• Required action:
Look through the records below for the line with "fn sample_review() ->". Return that line and each one after it up to and including the line with "assert_eq!(reviews.len(), 2);", exactly.

(Stored data entries)

====

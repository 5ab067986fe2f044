// SPDX-License-Identifier: MIT

//! Scheduler tuning knobs.

#[derive(Debug, Clone)]
pub struct SchedulerConfig {
    /// Interval between ticks once `run()` is started. Default 60 s.
    pub tick_interval_ms: u64,
    /// Whether `start()` runs a catch-up pass before the first tick.
    pub catch_up_enabled: bool,
    /// How far back `previousCronMatch` is allowed to search during catch-up.
    pub catch_up_lookback_days: u32,
}

impl Default for SchedulerConfig {
    fn default() -> Self {
        Self { tick_interval_ms: 60_000, catch_up_enabled: true, catch_up_lookback_days: 31 }
    }
}
// SPDX-License-Identifier: MIT

//! Shared data model, IDs, clock, cancellation, and cron primitives used by
//! every other crate in this workspace.
//!
//! This crate carries no I/O and no async runtime dependency beyond the
//! `tokio::sync`/`tokio::time` primitives that back [`cancel::CancelToken`];
//! everything here is plain data plus pure functions, so it's cheap to unit
//! test in isolation and safe to depend on from both the engine and the
//! daemon without pulling in workspace I/O or adapter traits.

#[macro_use]
pub mod macros;

pub mod cancel;
pub mod clock;
pub mod cron;
pub mod event;
pub mod goal;
pub mod id;
pub mod pipeline;
pub mod priority;
pub mod review;
pub mod schedule;
pub mod task;

#[cfg(any(test, feature = "test-support"))]
pub mod test_support;

pub use cancel::CancelToken;
pub use clock::{Clock, FakeClock, SystemClock};
pub use cron::{cron_matches, next_cron_match, parse_cron, previous_cron_match, CronFields, CronParseError};
pub use event::SystemEvent;
pub use goal::{Goal, GoalId, GoalPhase, GoalPlan};
pub use id::{random_hex, short, IdBuf, ID_MAX_LEN};
pub use pipeline::{
    PipelineDefinition, PipelineRun, PipelineRunId, PipelineRunStatus, PipelineStep, PipelineTrigger,
};
pub use priority::{BudgetLevel, BudgetState, Priority};
pub use review::{
    CostEntry, Finding, HumanReviewId, HumanReviewItem, HumanReviewStatus, LearningEntry, Review, ReviewId,
    RevisionPriority, RevisionRequest, Severity, Urgency, Verdict,
};
pub use schedule::{ScheduleEntry, ScheduleState};
pub use task::{
    transition, InputRef, InvalidTransition, OutputSpec, Task, TaskId, TaskNext, TaskOrigin, TaskStatus,
};

#[cfg(any(test, feature = "test-support"))]
pub use task::TaskBuilder;
use super::*;
use mf_core::{RevisionPriority, Severity};

fn sample_review() -> Review {
    Review {
        id: ReviewId::from_string("rev-abc123"),
        task_id: "copywriting-20260216-abcdef".into(),
        created_at_ms: 1_700_000_000_000,
        reviewer: "director".into(),
        author: "copywriting".into(),
        verdict: Verdict::Revise,
        summary: "Good direction, needs a stronger close.".into(),
        findings: vec![Finding {
            severity: Severity::Major,
            section: "CTA".into(),
            description: "No urgency in the final paragraph.".into(),
        }],
        revision_requests: vec![RevisionRequest {
            priority: RevisionPriority::Required,
            description: "Add a deadline-driven CTA.".into(),
        }],
    }
}

#[tokio::test]
async fn write_then_read_round_trips() {
    let dir = tempfile::tempdir().unwrap();
    let ws = Workspace::new(dir.path());
    let review = sample_review();
    let path = ws.write_review(&review).await.unwrap();
    assert_eq!(path, "reviews/copywriting-20260216-abcdef-review.md");
    let read_back = ws.read_review(&path).await.unwrap();
    assert_eq!(read_back, review);
}

#[tokio::test]
async fn second_review_for_same_task_gets_suffix() {
    let dir = tempfile::tempdir().unwrap();
    let ws = Workspace::new(dir.path());
    let first = sample_review();
    ws.write_review(&first).await.unwrap();

    let mut second = sample_review();
    second.id = ReviewId::from_string("rev-def456");
    second.verdict = Verdict::Approve;
    let path = ws.write_review(&second).await.unwrap();
    assert_eq!(path, "reviews/copywriting-20260216-abcdef-review-2.md");
}

#[tokio::test]
async fn list_reviews_ordered_oldest_first() {
    let dir = tempfile::tempdir().unwrap();
    let ws = Workspace::new(dir.path());
    let mut first = sample_review();
    first.verdict = Verdict::Revise;
    ws.write_review(&first).await.unwrap();

    let mut second = sample_review();
    second.id = ReviewId::from_string("rev-def456");
    second.verdict = Verdict::Approve;
    ws.write_review(&second).await.unwrap();

    let reviews = ws.list_reviews("copywriting-20260216-abcdef").await.unwrap();
    assert_eq!(reviews.len(), 2);
    assert_eq!(reviews[0].verdict, Verdict::Revise);
    assert_eq!(reviews[1].verdict, Verdict::Approve);
}

#[tokio::test]
async fn no_findings_or_revisions_round_trips_with_empty_vecs() {
    let dir = tempfile::tempdir().unwrap();
    let ws = Workspace::new(dir.path());
    let mut review = sample_review();
    review.findings.clear();
    review.revision_requests.clear();
    review.verdict = Verdict::Approve;
    let path = ws.write_review(&review).await.unwrap();
    let read_back = ws.read_review(&path).await.unwrap();
    assert_eq!(read_back, review);
}
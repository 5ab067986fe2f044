// SPDX-License-Identifier: MIT

//! Shared test helpers for use across crates.
//!
//! Gated behind `#[cfg(any(test, feature = "test-support"))]`.

use crate::goal::{Goal, GoalId};
use crate::pipeline::{PipelineDefinition, PipelineRun, PipelineRunId, PipelineRunStatus, PipelineStep, PipelineTrigger};
use crate::priority::Priority;
use crate::task::{InputRef, OutputSpec, Task, TaskId, TaskNext, TaskOrigin, TaskStatus};
use std::collections::HashMap;

// ── Proptest strategies ─────────────────────────────────────────────────

/// Proptest strategies for core state machine types.
pub mod strategies {
    use crate::task::TaskStatus;
    use proptest::prelude::*;

    pub fn arb_task_status() -> impl Strategy<Value = TaskStatus> {
        prop_oneof![
            Just(TaskStatus::Pending),
            Just(TaskStatus::Assigned),
            Just(TaskStatus::InProgress),
            Just(TaskStatus::Completed),
            Just(TaskStatus::InReview),
            Just(TaskStatus::Revision),
            Just(TaskStatus::Approved),
            Just(TaskStatus::Failed),
            Just(TaskStatus::Blocked),
            Just(TaskStatus::Cancelled),
            Just(TaskStatus::Deferred),
        ]
    }

    pub fn arb_priority() -> impl Strategy<Value = crate::priority::Priority> {
        prop_oneof![
            Just(crate::priority::Priority::P0),
            Just(crate::priority::Priority::P1),
            Just(crate::priority::Priority::P2),
            Just(crate::priority::Priority::P3),
        ]
    }
}

// ── Task factory functions ──────────────────────────────────────────────

pub fn sample_task(skill: &str, status: TaskStatus) -> Task {
    Task {
        id: TaskId::new(skill, chrono::NaiveDate::from_ymd_opt(2026, 2, 16).unwrap_or_default()),
        from: TaskOrigin::Director,
        to: skill.to_string(),
        priority: Priority::P2,
        deadline_ms: None,
        status,
        revision_count: 0,
        goal_id: None,
        pipeline_id: None,
        goal: "exercise the pipeline".to_string(),
        inputs: vec![InputRef { path: "inputs/brief.md".to_string(), description: "campaign brief".to_string() }],
        requirements: "follow the brief".to_string(),
        output: OutputSpec { path: format!("outputs/{skill}.md"), format: "markdown".to_string() },
        next: TaskNext::DirectorReview,
        tags: Vec::new(),
        metadata: HashMap::new(),
        created_at_ms: 1_000_000,
        updated_at_ms: 1_000_000,
    }
}

pub fn sequential_pipeline(id: &str, skills: &[&str]) -> PipelineDefinition {
    PipelineDefinition {
        id: id.to_string(),
        name: id.to_string(),
        description: String::new(),
        steps: skills.iter().map(|s| PipelineStep::Sequential { skill: s.to_string() }).collect(),
        default_priority: Priority::P2,
        trigger: PipelineTrigger::Manual,
    }
}

pub fn parallel_step(skills: &[&str]) -> PipelineStep {
    PipelineStep::Parallel { skills: skills.iter().map(|s| s.to_string()).collect() }
}

pub fn fresh_run(pipeline_id: &str) -> PipelineRun {
    let mut run = PipelineRun::new(PipelineRunId::new(), pipeline_id, Some(GoalId::new().to_string()), 1_000_000);
    run.status = PipelineRunStatus::Running;
    run
}

pub fn sample_goal(description: &str) -> Goal {
    Goal { id: GoalId::new(), description: description.to_string(), category: "marketing".to_string(), priority: Priority::P2, created_at_ms: 1_000_000 }
}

====

• Problem solution:
fn sample_review() -> Review {
    Review {
        id: ReviewId::from_string("rev-abc123"),
        task_id: "copywriting-20260216-abcdef".into(),
        created_at_ms: 1_700_000_000_000,
        reviewer: "director".into(),
        author: "copywriting".into(),
        verdict: Verdict::Revise,
        summary: "Good direction, needs a stronger close.".into(),
        findings: vec![Finding {
            severity: Severity::Major,
            section: "CTA".into(),
            description: "No urgency in the final paragraph.".into(),
        }],
        revision_requests: vec![RevisionRequest {
            priority: RevisionPriority::Required,
            description: "Add a deadline-driven CTA.".into(),
        }],
    }
}

#[tokio::test]
async fn write_then_read_round_trips() {
    let dir = tempfile::tempdir().unwrap();
    let ws = Workspace::new(dir.path());
    let review = sample_review();
    let path = ws.write_review(&review).await.unwrap();
    assert_eq!(path, "reviews/copywriting-20260216-abcdef-review.md");
    let read_back = ws.read_review(&path).await.unwrap();
    assert_eq!(read_back, review);
}

#[tokio::test]
async fn second_review_for_same_task_gets_suffix() {
    let dir = tempfile::tempdir().unwrap();
    let ws = Workspace::new(dir.path());
    let first = sample_review();
    ws.write_review(&first).await.unwrap();

    let mut second = sample_review();
    second.id = ReviewId::from_string("rev-def456");
    second.verdict = Verdict::Approve;
    let path = ws.write_review(&second).await.unwrap();
    assert_eq!(path, "reviews/copywriting-20260216-abcdef-review-2.md");
}

#[tokio::test]
async fn list_reviews_ordered_oldest_first() {
    let dir = tempfile::tempdir().unwrap();
    let ws = Workspace::new(dir.path());
    let mut first = sample_review();
    first.verdict = Verdict::Revise;
    ws.write_review(&first).await.unwrap();

    let mut second = sample_review();
    second.id = ReviewId::from_string("rev-def456");
    second.verdict = Verdict::Approve;
    ws.write_review(&second).await.unwrap();

    let reviews = ws.list_reviews("copywriting-20260216-abcdef").await.unwrap();
    assert_eq!(reviews.len(), 2);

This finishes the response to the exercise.